Currently, there is still a lack of noninvasive models that can be widely used in clinical practice to predict the risk of bleeding in liver cirrhosis.
Our study aimed to develop and validate a novel predictive model based on radiomics extracted from contrast-enhanced computed tomography (CT) and clinical indicators to noninvasively assess the risk of bleeding in cirrhotic patients with EGV.
211 patients were divided into training and validation cohorts in a 7:3 ratio. Radiomics features were extracted from the portal venous phase CT images, and a radiomics signature (RadScore) was constructed through further feature dimension reduction and screening. The univariate and multivariate logistic regression analyses were preformed to select independent clinical predictors. Finally, a combined model was established based on RadScore and clinical variables. The receiver operating characteristic curves, calibration curves, clinical decision curves and clinical impact curves were applied to evaluate the performance of the model.
The RadScore was constructed from 8 radiomics features. Albumin, fibrinogen, portal vein thrombosis, aspartate aminotransferase, and spleen thickness were selected as independent predictors. The nomogram, combining RadScore and clinical variables, demonstrated good diagnostic performance in both the training and validation cohorts (area under the receiver operating characteristic curve (AUC) = 0.925 and 0.912, respectively), which outperformed existing non-invasive models such as ratio of aspartate aminotransferase to platelets and Fibrosis-4 scores (Delong test < 0.05).
The combined model based on radiomics features and clinical indicators shows good predictive accuracy and can contribute to noninvasively assessing the risk of EGVB in patients with cirrhosis.

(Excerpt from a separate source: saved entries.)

//! Configuration types for the OpenSearch client.

use secrecy::SecretString;

/// Default OpenSearch URL.
pub const DEFAULT_OPENSEARCH_URL: &str = "http://localhost:9200";

/// Connection settings for the search service.
#[derive(Debug, Clone)]
pub struct OpenSearchConfig {
    /// The OpenSearch server URL.
    pub url: String,
    /// Basic-auth credentials. `None` connects anonymously.
    pub credentials: Option<(String, SecretString)>,
}

impl Default for OpenSearchConfig {
    fn default() -> Self {
        Self {
            url: DEFAULT_OPENSEARCH_URL.to_string(),
            credentials: None,
        }
    }
}

impl OpenSearchConfig {
    /// Create a config for an anonymous connection to `url`.
    pub fn new(url: impl Into<String>) -> Self {
        Self {
            url: url.into(),
            credentials: None,
        }
    }

    /// Authenticate with basic-auth credentials.
    pub fn with_credentials(mut self, username: impl Into<String>, password: SecretString) -> Self {
        self.credentials = Some((username.into(), password));
        self
    }
}
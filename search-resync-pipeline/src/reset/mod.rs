//! Reset module for the search resync pipeline.
//!
//! Empties a search index by deleting and recreating it with the same shape.

use std::sync::Arc;
use tracing::{info, instrument};

use crate::errors::PipelineError;
use search_resync_repository::{filter_settings, SearchIndexProvider};
use search_resync_shared::EntityDescriptor;

/// Resets search indices to an empty shell.
///
/// A reset reads the live definition, deletes the index, and creates it again
/// with the original aliases and mappings and the settings minus the
/// server-assigned keys.
pub struct IndexResetter {
    client: Arc<dyn SearchIndexProvider>,
}

impl IndexResetter {
    /// Create a new resetter with the given client.
    pub fn new(client: Arc<dyn SearchIndexProvider>) -> Self {
        Self { client }
    }

    /// Reset the index of one entity.
    ///
    /// If the definition cannot be read the index is left untouched. A
    /// failure after the delete leaves the index absent.
    #[instrument(skip(self, descriptor), fields(index = %descriptor.index_name))]
    pub async fn reset(&self, descriptor: &EntityDescriptor) -> Result<(), PipelineError> {
        let index = descriptor.index_name;
        let to_error = |e| PipelineError::index_reset(index, e);

        let definition = self.client.get_index(index).await.map_err(to_error)?;
        let settings = filter_settings(&definition.settings);

        info!("Clearing index");
        self.client.delete_index(index).await.map_err(to_error)?;
        self.client
            .create_index(index, &definition.aliases, &definition.mappings, &settings)
            .await
            .map_err(to_error)?;

        info!("Index cleared");
        Ok(())
    }
}

#[cfg(test)]
mod tests {
    use super::*;
    use crate::test_support::{descriptor, IndexCall, MockIndexProvider};
    use search_resync_repository::SearchIndexError;
    use search_resync_shared::IndexDefinition;
    use serde_json::json;

    fn cars_definition() -> IndexDefinition {
        IndexDefinition {
            aliases: json!({ "vehicles": { "is_write_index": true } }),
            mappings: json!({ "properties": { "make": { "type": "keyword" } } }),
            settings: json!({
                "index": {
                    "uuid": "hQ3vmZ1rRk2",
                    "provided_name": "cars",
                    "creation_date": "1700000000000",
                    "version": { "created": "136327827" },
                    "number_of_shards": "1"
                }
            }),
        }
    }

    #[tokio::test]
    async fn test_reset_recreates_with_same_shape() {
        let client = Arc::new(MockIndexProvider::new().with_index("cars", cars_definition()));
        let resetter = IndexResetter::new(client.clone());

        resetter.reset(&descriptor("cars")).await.unwrap();

        let calls = client.calls();
        assert_eq!(calls.len(), 3);
        assert_eq!(calls[0], IndexCall::Get("cars".to_string()));
        assert_eq!(calls[1], IndexCall::Delete("cars".to_string()));

        let IndexCall::Create {
            index,
            aliases,
            mappings,
            settings,
        } = &calls[2]
        else {
            panic!("expected create, got {:?}", calls[2]);
        };
        let original = cars_definition();
        assert_eq!(index, "cars");
        assert_eq!(aliases, &original.aliases);
        assert_eq!(mappings, &original.mappings);
        assert_eq!(settings, &json!({ "index": { "number_of_shards": "1" } }));
    }

    #[tokio::test]
    async fn test_reset_submits_filtered_flat_settings() {
        let definition = IndexDefinition {
            aliases: json!({}),
            mappings: json!({}),
            settings: json!({ "uuid": "x", "provided_name": "y", "custom": "z" }),
        };
        let client = Arc::new(MockIndexProvider::new().with_index("library", definition));
        let resetter = IndexResetter::new(client.clone());

        resetter.reset(&descriptor("library")).await.unwrap();

        let created = client.created_settings("library").unwrap();
        assert_eq!(created, json!({ "custom": "z" }));
    }

    #[tokio::test]
    async fn test_missing_index_is_not_created() {
        let client = Arc::new(MockIndexProvider::new());
        let resetter = IndexResetter::new(client.clone());

        let error = resetter.reset(&descriptor("cars")).await.unwrap_err();

        assert!(matches!(
            error,
            PipelineError::IndexReset {
                source: SearchIndexError::IndexNotFound(_),
                ..
            }
        ));
        assert_eq!(client.calls(), vec![IndexCall::Get("cars".to_string())]);
    }

    #[tokio::test]
    async fn test_delete_failure_skips_create() {
        let client = Arc::new(
            MockIndexProvider::new()
                .with_index("cars", cars_definition())
                .failing_delete("cars"),
        );
        let resetter = IndexResetter::new(client.clone());

        let error = resetter.reset(&descriptor("cars")).await.unwrap_err();

        assert!(matches!(
            error,
            PipelineError::IndexReset {
                source: SearchIndexError::DeleteError(_),
                ..
            }
        ));
        assert!(client.created_settings("cars").is_none());
    }
}
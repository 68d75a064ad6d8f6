//! Mock surfaces shared by the pipeline tests.

use async_trait::async_trait;
use serde_json::{json, Value};
use std::collections::{HashMap, HashSet};
use std::sync::atomic::{AtomicBool, AtomicUsize, Ordering};
use std::sync::{Arc, Mutex};

use crate::errors::{SinkError, SourceError};
use crate::orchestrator::EntityBinding;
use crate::producer::MessageSender;
use crate::source::RowSource;
use search_resync_repository::{SearchIndexError, SearchIndexProvider};
use search_resync_shared::{
    EntityDescriptor, IndexDefinition, OutboundMessage, SourceRow, ENTITY_REGISTRY,
};

/// The registry descriptor for `index_name`.
pub fn descriptor(index_name: &str) -> EntityDescriptor {
    *ENTITY_REGISTRY
        .iter()
        .find(|d| d.index_name == index_name)
        .unwrap_or_else(|| panic!("no descriptor for {index_name}"))
}

/// Rows from JSON objects.
pub fn rows(values: Vec<Value>) -> Vec<SourceRow> {
    values
        .into_iter()
        .map(|value| match value {
            Value::Object(map) => map,
            other => panic!("row must be an object, got {other}"),
        })
        .collect()
}

/// A plain index definition.
pub fn definition() -> IndexDefinition {
    IndexDefinition {
        aliases: json!({}),
        mappings: json!({ "properties": { "id": { "type": "long" } } }),
        settings: json!({ "index": { "uuid": "abc", "number_of_shards": "1" } }),
    }
}

pub fn binding(
    descriptor: EntityDescriptor,
    source: MockRowSource,
    sender: MockSender,
) -> EntityBinding {
    EntityBinding {
        descriptor,
        source: Arc::new(source),
        sender: Arc::new(sender),
    }
}

/// Ordered log of calls across mocks.
#[derive(Clone, Default)]
pub struct Journal(Arc<Mutex<Vec<String>>>);

impl Journal {
    pub fn new() -> Self {
        Self::default()
    }

    fn record(&self, entry: String) {
        self.0.lock().unwrap().push(entry);
    }

    pub fn entries(&self) -> Vec<String> {
        self.0.lock().unwrap().clone()
    }
}

#[derive(Debug, Clone, PartialEq)]
pub enum IndexCall {
    Get(String),
    Delete(String),
    Create {
        index: String,
        aliases: Value,
        mappings: Value,
        settings: Value,
    },
}

/// Search index provider backed by a map of definitions.
#[derive(Default)]
pub struct MockIndexProvider {
    definitions: Mutex<HashMap<String, IndexDefinition>>,
    failing_deletes: HashSet<String>,
    calls: Mutex<Vec<IndexCall>>,
    journal: Journal,
}

impl MockIndexProvider {
    pub fn new() -> Self {
        Self::default()
    }

    pub fn with_index(self, index: &str, definition: IndexDefinition) -> Self {
        self.definitions
            .lock()
            .unwrap()
            .insert(index.to_string(), definition);
        self
    }

    pub fn failing_delete(mut self, index: &str) -> Self {
        self.failing_deletes.insert(index.to_string());
        self
    }

    pub fn with_journal(mut self, journal: Journal) -> Self {
        self.journal = journal;
        self
    }

    pub fn calls(&self) -> Vec<IndexCall> {
        self.calls.lock().unwrap().clone()
    }

    /// Settings of the last create call for `index`.
    pub fn created_settings(&self, index: &str) -> Option<Value> {
        self.calls().into_iter().rev().find_map(|call| match call {
            IndexCall::Create {
                index: created,
                settings,
                ..
            } if created == index => Some(settings),
            _ => None,
        })
    }
}

#[async_trait]
impl SearchIndexProvider for MockIndexProvider {
    async fn get_index(&self, index: &str) -> Result<IndexDefinition, SearchIndexError> {
        self.calls.lock().unwrap().push(IndexCall::Get(index.to_string()));
        self.journal.record(format!("get {index}"));

        self.definitions
            .lock()
            .unwrap()
            .get(index)
            .cloned()
            .ok_or_else(|| SearchIndexError::index_not_found(index))
    }

    async fn delete_index(&self, index: &str) -> Result<(), SearchIndexError> {
        self.calls.lock().unwrap().push(IndexCall::Delete(index.to_string()));
        self.journal.record(format!("delete {index}"));

        if self.failing_deletes.contains(index) {
            return Err(SearchIndexError::delete("cluster_block_exception"));
        }
        self.definitions.lock().unwrap().remove(index);
        Ok(())
    }

    async fn create_index(
        &self,
        index: &str,
        aliases: &Value,
        mappings: &Value,
        settings: &Value,
    ) -> Result<(), SearchIndexError> {
        self.calls.lock().unwrap().push(IndexCall::Create {
            index: index.to_string(),
            aliases: aliases.clone(),
            mappings: mappings.clone(),
            settings: settings.clone(),
        });
        self.journal.record(format!("create {index}"));

        self.definitions.lock().unwrap().insert(
            index.to_string(),
            IndexDefinition {
                aliases: aliases.clone(),
                mappings: mappings.clone(),
                settings: settings.clone(),
            },
        );
        Ok(())
    }

    async fn health_check(&self) -> Result<bool, SearchIndexError> {
        Ok(true)
    }
}

/// Row source returning fixed rows or a fixed error.
pub struct MockRowSource {
    result: Result<Vec<SourceRow>, SourceError>,
    closed: AtomicBool,
    journal: Journal,
}

impl MockRowSource {
    pub fn with_rows(rows: Vec<SourceRow>) -> Self {
        Self {
            result: Ok(rows),
            closed: AtomicBool::new(false),
            journal: Journal::new(),
        }
    }

    pub fn failing(error: SourceError) -> Self {
        Self {
            result: Err(error),
            closed: AtomicBool::new(false),
            journal: Journal::new(),
        }
    }

    pub fn with_journal(mut self, journal: Journal) -> Self {
        self.journal = journal;
        self
    }

    pub fn is_closed(&self) -> bool {
        self.closed.load(Ordering::SeqCst)
    }
}

#[async_trait]
impl RowSource for MockRowSource {
    async fn select_all(&self, table: &str) -> Result<Vec<SourceRow>, SourceError> {
        self.journal.record(format!("select {table}"));
        self.result.clone()
    }

    async fn close(&self) {
        self.closed.store(true, Ordering::SeqCst);
    }
}

/// Sender recording acknowledged messages, optionally failing one attempt.
pub struct MockSender {
    destination: String,
    fail_at: Option<usize>,
    fail_close: bool,
    attempts: AtomicUsize,
    sent: Mutex<Vec<OutboundMessage>>,
    closed: AtomicBool,
}

impl MockSender {
    pub fn new(destination: &str) -> Self {
        Self {
            destination: destination.to_string(),
            fail_at: None,
            fail_close: false,
            attempts: AtomicUsize::new(0),
            sent: Mutex::new(Vec::new()),
            closed: AtomicBool::new(false),
        }
    }

    /// Fail the `attempt`-th send (1-based).
    pub fn failing_at(mut self, attempt: usize) -> Self {
        self.fail_at = Some(attempt);
        self
    }

    /// Fail `close` after marking the sender closed.
    pub fn failing_close(mut self) -> Self {
        self.fail_close = true;
        self
    }

    pub fn sent(&self) -> Vec<OutboundMessage> {
        self.sent.lock().unwrap().clone()
    }

    pub fn attempts(&self) -> usize {
        self.attempts.load(Ordering::SeqCst)
    }

    pub fn is_closed(&self) -> bool {
        self.closed.load(Ordering::SeqCst)
    }
}

#[async_trait]
impl MessageSender for MockSender {
    fn destination(&self) -> &str {
        &self.destination
    }

    async fn send(&self, message: &OutboundMessage) -> Result<(), SinkError> {
        let attempt = self.attempts.fetch_add(1, Ordering::SeqCst) + 1;
        if self.fail_at == Some(attempt) {
            return Err(SinkError::delivery("Message timed out"));
        }
        self.sent.lock().unwrap().push(message.clone());
        Ok(())
    }

    async fn close(&self) -> Result<(), SinkError> {
        self.closed.store(true, Ordering::SeqCst);
        if self.fail_close {
            return Err(SinkError::close(format!("{} flush timed out", self.destination)));
        }
        Ok(())
    }
}
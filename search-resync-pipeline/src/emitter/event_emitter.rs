//! Event emitter implementation.
//!
//! Publishes one "entity created" message per source row.

use tracing::{debug, info, instrument};

use crate::errors::PipelineError;
use crate::producer::MessageSender;
use search_resync_shared::{EntityDescriptor, OutboundMessage, SourceRow};

/// Publishes rows as messages, one at a time.
///
/// Each send is awaited before the next row is built, so rows reach the
/// destination in extraction order. The first failed send abandons the rest
/// of the rows.
#[derive(Debug, Default)]
pub struct EventEmitter;

impl EventEmitter {
    /// Create a new event emitter.
    pub fn new() -> Self {
        Self
    }

    /// Emit every row of one entity.
    ///
    /// # Returns
    ///
    /// * `Ok(usize)` - The number of messages sent, equal to `rows.len()`
    /// * `Err(PipelineError::Emission)` - If a send fails; `sent` counts the
    ///   messages acknowledged before the failure
    #[instrument(
        skip(self, descriptor, sender, rows),
        fields(destination = %sender.destination(), row_count = rows.len())
    )]
    pub async fn emit(
        &self,
        descriptor: &EntityDescriptor,
        sender: &dyn MessageSender,
        rows: Vec<SourceRow>,
    ) -> Result<usize, PipelineError> {
        let mut sent = 0;

        for row in rows {
            let message = OutboundMessage::for_row(descriptor.envelope_field, row);

            sender.send(&message).await.map_err(|e| {
                PipelineError::emission(sender.destination(), sent, e)
            })?;

            sent += 1;
            debug!(message_id = %message.id, "Message sent");
        }

        info!(sent = sent, "Rows emitted");
        Ok(sent)
    }
}
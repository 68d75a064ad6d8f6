//! Search index provider trait definition.
//!
//! This module defines the abstract interface for index management,
//! allowing for different backend implementations (OpenSearch, Elasticsearch, etc.).

use async_trait::async_trait;
use serde_json::Value;

use crate::errors::SearchIndexError;
use search_resync_shared::IndexDefinition;

/// Abstracts the underlying search service used to reset indices.
///
/// Implementations are shared by every entity of a run, so they must be
/// `Send + Sync`. All methods return `Result<T, SearchIndexError>` for
/// consistent error handling across backends.
#[async_trait]
pub trait SearchIndexProvider: Send + Sync {
    /// Read the live definition of an index.
    ///
    /// # Arguments
    ///
    /// * `index` - The index name
    ///
    /// # Returns
    ///
    /// * `Ok(IndexDefinition)` - Aliases, mappings and settings as stored
    /// * `Err(SearchIndexError::IndexNotFound)` - If the index does not exist
    /// * `Err(SearchIndexError)` - If the request fails
    async fn get_index(&self, index: &str) -> Result<IndexDefinition, SearchIndexError>;

    /// Delete an index and every document in it.
    async fn delete_index(&self, index: &str) -> Result<(), SearchIndexError>;

    /// Create an index with the given aliases, mappings and settings.
    ///
    /// The values are submitted as given; callers are responsible for
    /// removing server-assigned settings first.
    async fn create_index(
        &self,
        index: &str,
        aliases: &Value,
        mappings: &Value,
        settings: &Value,
    ) -> Result<(), SearchIndexError>;

    /// Check if the search service is healthy and reachable.
    ///
    /// # Returns
    ///
    /// * `Ok(true)` - If the cluster is green or yellow
    /// * `Ok(false)` - If the cluster is red
    /// * `Err(SearchIndexError)` - If the health check fails to execute
    async fn health_check(&self) -> Result<bool, SearchIndexError>;
}
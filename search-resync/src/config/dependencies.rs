//! Dependency initialization and wiring for the search resync job.

use std::sync::Arc;
use tracing::info;

use crate::config::ResyncConfig;
use crate::ResyncError;
use search_resync_pipeline::{
    close_bindings, producer::KafkaProducerClient, source::PostgresRowSource, EntityBinding,
};
use search_resync_repository::{OpenSearchClient, SearchIndexProvider};
use search_resync_shared::{EntityDescriptor, ENTITY_REGISTRY};

/// Container for all initialized dependencies.
pub struct Dependencies {
    /// The search client shared by every entity.
    pub search_client: Arc<dyn SearchIndexProvider>,
    /// One binding per registry entry, in registry order.
    pub bindings: Vec<EntityBinding>,
    producer: KafkaProducerClient,
}

impl Dependencies {
    /// Initialize all dependencies for the built-in registry.
    ///
    /// # Returns
    ///
    /// * `Ok(Dependencies)` - Initialized dependencies
    /// * `Err(ResyncError)` - If initialization fails
    pub async fn new(config: &ResyncConfig) -> Result<Self, ResyncError> {
        Self::for_entities(config, ENTITY_REGISTRY).await
    }

    /// Initialize all dependencies for the given entities.
    pub async fn for_entities(
        config: &ResyncConfig,
        entities: &[EntityDescriptor],
    ) -> Result<Self, ResyncError> {
        info!(
            opensearch_url = %config.opensearch.url,
            pg_host = %config.postgres.host,
            kafka_broker = %config.kafka_broker,
            entity_count = entities.len(),
            "Initializing dependencies"
        );

        let search_client = OpenSearchClient::new(&config.opensearch)?;

        // Verify OpenSearch is reachable
        let healthy = search_client.health_check().await?;
        if !healthy {
            return Err(ResyncError::config("OpenSearch cluster is unhealthy"));
        }

        info!("OpenSearch connection verified");

        let producer = KafkaProducerClient::new(&config.kafka_broker)?;

        let bindings = entities
            .iter()
            .map(|descriptor| {
                let source = PostgresRowSource::connect_lazy(&config.postgres, descriptor.database);
                let sender = producer.sender(descriptor.destination_name(&config.destination_suffix));

                EntityBinding {
                    descriptor: *descriptor,
                    source: Arc::new(source),
                    sender: Arc::new(sender),
                }
            })
            .collect();

        Ok(Self {
            search_client: Arc::new(search_client),
            bindings,
            producer,
        })
    }

    /// Release every connection and sender.
    ///
    /// All bindings are closed before the first error is returned.
    pub async fn shutdown(self) -> Result<(), ResyncError> {
        let bindings = close_bindings(&self.bindings).await;
        self.producer.close().await?;
        info!("Dependencies shut down");

        bindings.map_err(ResyncError::from)
    }
}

Radiomics has shown good diagnostic performance in the assessment of portal hypertension and the identification of high-risk esophageal varices. Our study demonstrated that the model combined clinical variables and radiomics features has the potential utility for non-invasive prediction of EGVB. Further large-scale, multi-center prospective studies are still required to verify its performance in the future.